Data extracted from a collection:

══════

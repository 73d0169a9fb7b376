//! Symmetric key providers.
//!
//! The keychain never persists key material itself. It asks a
//! [`SymmetricKeyProvider`] for the namespace-wide AES key on every
//! operation and drops the handle when the operation ends. Providers wrap
//! platform-specific secure storage:
//!
//! - **macOS**: Keychain Services via `security-framework`
//! - **Fallback**: [`FileKeyProvider`], a random key wrapped under a
//!   device-derived key
//! - **Tests / ephemeral use**: [`MemoryKeyProvider`]
//!
//! # Security Notes
//!
//! - The file-based fallback is a compromise. The device-derived key can be
//!   reconstructed by anyone with access to the same machine and user
//!   account. A hardware-backed store should be preferred where available.
//! - Key files are restricted to the current user (mode 0600 on Unix).

use std::num::NonZeroU32;
use std::path::{Path, PathBuf};
use std::sync::Mutex;
use std::sync::atomic::{AtomicBool, AtomicUsize, Ordering};

use ring::pbkdf2;
use zeroize::Zeroize;

use crate::aead::{self, KEY_LEN, MIN_ENVELOPE_LEN, SymmetricKey};
use crate::error::{KeychainError, Result};

// ---------------------------------------------------------------------------
// Trait
// ---------------------------------------------------------------------------

/// Source of the symmetric key used to seal and open keychain values.
///
/// Implementations must be `Send + Sync` so one provider can back every
/// namespace of a process.
pub trait SymmetricKeyProvider: Send + Sync {
    /// Return the provider's key, creating it on first use.
    ///
    /// With `force_recreate` set, any existing key is discarded and a new
    /// one generated; every value sealed under the old key becomes
    /// unreadable. The keychain always passes `false`.
    ///
    /// # Errors
    ///
    /// Returns [`KeychainError::KeyUnavailable`] or
    /// [`KeychainError::KeyProvider`] when no key can be supplied.
    fn get_or_create_key(&self, force_recreate: bool) -> Result<SymmetricKey>;
}

// ---------------------------------------------------------------------------
// In-memory provider
// ---------------------------------------------------------------------------

/// Provider that keeps its key in process memory.
///
/// The provider can be switched off with [`set_available`](Self::set_available)
/// to simulate a platform key store that stops answering.
#[derive(Default)]
pub struct MemoryKeyProvider {
    key: Mutex<Option<[u8; KEY_LEN]>>,
    unavailable: AtomicBool,
    requests: AtomicUsize,
}

impl MemoryKeyProvider {
    pub fn new() -> Self {
        Self::default()
    }

    /// Start with a known key.
    pub fn with_key(bytes: [u8; KEY_LEN]) -> Self {
        Self {
            key: Mutex::new(Some(bytes)),
            unavailable: AtomicBool::new(false),
            requests: AtomicUsize::new(0),
        }
    }

    /// Make every subsequent request succeed (`true`) or fail (`false`).
    pub fn set_available(&self, available: bool) {
        self.unavailable.store(!available, Ordering::SeqCst);
    }

    /// Number of key requests served or refused so far.
    pub fn requests(&self) -> usize {
        self.requests.load(Ordering::SeqCst)
    }
}

impl SymmetricKeyProvider for MemoryKeyProvider {
    fn get_or_create_key(&self, force_recreate: bool) -> Result<SymmetricKey> {
        self.requests.fetch_add(1, Ordering::SeqCst);
        if self.unavailable.load(Ordering::SeqCst) {
            return Err(KeychainError::KeyUnavailable);
        }

        let mut slot = self
            .key
            .lock()
            .map_err(|e| KeychainError::Internal(format!("key mutex poisoned: {e}")))?;

        if force_recreate || slot.is_none() {
            let fresh = SymmetricKey::generate()?;
            *slot = Some(*fresh.as_bytes());
        }

        match slot.as_ref() {
            Some(bytes) => SymmetricKey::from_bytes(bytes),
            None => Err(KeychainError::KeyUnavailable),
        }
    }
}

impl std::fmt::Debug for MemoryKeyProvider {
    fn fmt(&self, f: &mut std::fmt::Formatter<'_>) -> std::fmt::Result {
        f.debug_struct("MemoryKeyProvider")
            .field("unavailable", &self.unavailable)
            .field("requests", &self.requests)
            .finish_non_exhaustive()
    }
}

impl Drop for MemoryKeyProvider {
    fn drop(&mut self) {
        if let Ok(slot) = self.key.get_mut() {
            if let Some(bytes) = slot.as_mut() {
                bytes.zeroize();
            }
        }
    }
}

// ---------------------------------------------------------------------------
// File-based fallback
// ---------------------------------------------------------------------------

/// Application salt mixed into the device-derived key. Changing this
/// invalidates every stored key file.
const APP_SALT: &[u8; 32] = b"sealbox-keychain-key-file-v1\x00\x00\x00\x00";

/// PBKDF2 iteration count for the device-derived wrapping key.
const PBKDF2_ITERATIONS: u32 = 600_000;

/// Associated data binding a wrapped key to its purpose.
const WRAP_AAD: &[u8] = b"sealbox:key-file";

/// Provider that stores a random key wrapped under a device-derived key.
///
/// The key file layout (binary):
/// ```text
/// [12 bytes: AES-256-GCM nonce]
/// [48 bytes: wrapped key + 16-byte tag]
/// ```
///
/// The unwrapped key is cached after the first successful load so PBKDF2
/// runs once per provider.
pub struct FileKeyProvider {
    key_file: PathBuf,
    cached: Mutex<Option<[u8; KEY_LEN]>>,
}

impl FileKeyProvider {
    /// Create a provider storing its key at `key_file`. The file is created
    /// on first use.
    pub fn new(key_file: impl Into<PathBuf>) -> Self {
        Self {
            key_file: key_file.into(),
            cached: Mutex::new(None),
        }
    }

    /// Default key file location: `<data_dir>/keychain.key`.
    pub fn default_path(data_dir: &Path) -> PathBuf {
        data_dir.join("keychain.key")
    }

    /// Path of the key file.
    pub fn key_file(&self) -> &Path {
        &self.key_file
    }

    /// Derive the wrapping key from machine-specific data.
    fn device_derived_key() -> Result<SymmetricKey> {
        let hostname = Self::hostname();
        let username = std::env::var("USER")
            .or_else(|_| std::env::var("USERNAME"))
            .unwrap_or_else(|_| "unknown-user".into());

        let mut material = Vec::with_capacity(hostname.len() + username.len() + APP_SALT.len());
        material.extend_from_slice(hostname.as_bytes());
        material.extend_from_slice(username.as_bytes());
        material.extend_from_slice(APP_SALT);

        let iterations =
            NonZeroU32::new(PBKDF2_ITERATIONS).expect("PBKDF2_ITERATIONS is non-zero");
        let mut out = [0u8; KEY_LEN];
        pbkdf2::derive(
            pbkdf2::PBKDF2_HMAC_SHA256,
            iterations,
            APP_SALT,
            &material,
            &mut out,
        );
        material.zeroize();

        let key = SymmetricKey::from_bytes(&out);
        out.zeroize();
        key
    }

    fn hostname() -> String {
        #[cfg(unix)]
        {
            std::fs::read_to_string("/etc/hostname")
                .map(|s| s.trim().to_string())
                .or_else(|_| std::env::var("HOSTNAME"))
                .or_else(|_| std::env::var("HOST"))
                .unwrap_or_else(|_| "unknown-host".into())
        }

        #[cfg(not(unix))]
        {
            std::env::var("COMPUTERNAME")
                .or_else(|_| std::env::var("HOSTNAME"))
                .unwrap_or_else(|_| "unknown-host".into())
        }
    }

    fn load(&self) -> Result<SymmetricKey> {
        let data = std::fs::read(&self.key_file)?;
        if data.len() < MIN_ENVELOPE_LEN + KEY_LEN {
            return Err(KeychainError::KeyProvider {
                reason: "key file is too small / corrupted".into(),
            });
        }

        let wrapping = Self::device_derived_key()?;
        let mut raw = aead::open(&data, &wrapping, WRAP_AAD).map_err(|_| {
            KeychainError::KeyProvider {
                reason: "key file cannot be unwrapped on this device".into(),
            }
        })?;
        let key = SymmetricKey::from_bytes(&raw);
        raw.zeroize();

        tracing::debug!(path = %self.key_file.display(), "loaded keychain key from file");
        key
    }

    fn create(&self) -> Result<SymmetricKey> {
        let key = SymmetricKey::generate()?;
        let wrapping = Self::device_derived_key()?;
        let wrapped = aead::seal(key.as_bytes(), &wrapping, WRAP_AAD)?;

        if let Some(parent) = self.key_file.parent() {
            std::fs::create_dir_all(parent)?;
        }
        std::fs::write(&self.key_file, &wrapped)?;

        #[cfg(unix)]
        {
            use std::os::unix::fs::PermissionsExt;
            std::fs::set_permissions(&self.key_file, std::fs::Permissions::from_mode(0o600))?;
        }

        tracing::info!(path = %self.key_file.display(), "created keychain key file");
        Ok(key)
    }
}

impl SymmetricKeyProvider for FileKeyProvider {
    fn get_or_create_key(&self, force_recreate: bool) -> Result<SymmetricKey> {
        let mut cached = self
            .cached
            .lock()
            .map_err(|e| KeychainError::Internal(format!("key cache poisoned: {e}")))?;

        if !force_recreate {
            if let Some(bytes) = cached.as_ref() {
                return SymmetricKey::from_bytes(bytes);
            }
        }

        let key = if !force_recreate && self.key_file.exists() {
            self.load()?
        } else {
            self.create()?
        };
        *cached = Some(*key.as_bytes());
        Ok(key)
    }
}

impl Drop for FileKeyProvider {
    fn drop(&mut self) {
        if let Ok(cached) = self.cached.get_mut() {
            if let Some(bytes) = cached.as_mut() {
                bytes.zeroize();
            }
        }
    }
}

impl std::fmt::Debug for FileKeyProvider {
    fn fmt(&self, f: &mut std::fmt::Formatter<'_>) -> std::fmt::Result {
        f.debug_struct("FileKeyProvider")
            .field("key_file", &self.key_file)
            .finish_non_exhaustive()
    }
}

// ---------------------------------------------------------------------------
// macOS Keychain Services
// ---------------------------------------------------------------------------

/// The Security framework error code for "item not found"
/// (`errSecItemNotFound = -25300`).
#[cfg(target_os = "macos")]
const MACOS_ERR_SEC_ITEM_NOT_FOUND: i32 = -25300;

/// Provider backed by the user's login keychain (generic password item).
#[cfg(target_os = "macos")]
#[derive(Debug)]
pub struct MacOsKeyProvider {
    service_name: String,
    account_name: String,
}

#[cfg(target_os = "macos")]
impl MacOsKeyProvider {
    const DEFAULT_SERVICE: &'static str = "com.sealbox.keychain";
    const DEFAULT_ACCOUNT: &'static str = "keychain-key";

    pub fn new() -> Self {
        Self::with_names(Self::DEFAULT_SERVICE, Self::DEFAULT_ACCOUNT)
    }

    /// Use custom service and account names, e.g. to isolate test runs.
    pub fn with_names(service: &str, account: &str) -> Self {
        Self {
            service_name: service.to_string(),
            account_name: account.to_string(),
        }
    }

    fn create(&self) -> Result<SymmetricKey> {
        use security_framework::passwords::set_generic_password;

        let key = SymmetricKey::generate()?;
        set_generic_password(&self.service_name, &self.account_name, key.as_bytes()).map_err(
            |e| KeychainError::KeyProvider {
                reason: format!("macOS keychain write failed: {e}"),
            },
        )?;
        tracing::info!(service = %self.service_name, "created keychain key in macOS keychain");
        Ok(key)
    }
}

#[cfg(target_os = "macos")]
impl Default for MacOsKeyProvider {
    fn default() -> Self {
        Self::new()
    }
}

#[cfg(target_os = "macos")]
impl SymmetricKeyProvider for MacOsKeyProvider {
    fn get_or_create_key(&self, force_recreate: bool) -> Result<SymmetricKey> {
        use security_framework::passwords::get_generic_password;

        if force_recreate {
            return self.create();
        }

        match get_generic_password(&self.service_name, &self.account_name) {
            Ok(mut data) => {
                let key = SymmetricKey::from_bytes(&data);
                data.zeroize();
                key
            }
            Err(e) if e.code() == MACOS_ERR_SEC_ITEM_NOT_FOUND => self.create(),
            Err(e) => Err(KeychainError::KeyProvider {
                reason: format!("macOS keychain read failed: {e}"),
            }),
        }
    }
}

// ---------------------------------------------------------------------------
// Factory
// ---------------------------------------------------------------------------

/// Returns the best available key provider for the current platform.
///
/// - **macOS**: [`MacOsKeyProvider`]
/// - **Other platforms**: [`FileKeyProvider`] at `key_file`
///
/// `key_file` is ignored on macOS.
pub fn platform_key_provider(key_file: &Path) -> Box<dyn SymmetricKeyProvider> {
    let _ = &key_file;

    #[cfg(target_os = "macos")]
    {
        tracing::info!("using macOS Keychain Services for the keychain key");
        Box::new(MacOsKeyProvider::new())
    }
    #[cfg(not(target_os = "macos"))]
    {
        tracing::info!(path = %key_file.display(), "using file-based key provider");
        Box::new(FileKeyProvider::new(key_file))
    }
}

// ---------------------------------------------------------------------------
// Tests
// ---------------------------------------------------------------------------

══════

**Exercise requirements**
State how many lines in the data include the string "that". Nothing else belongs in the reply.

**Result of the task**
3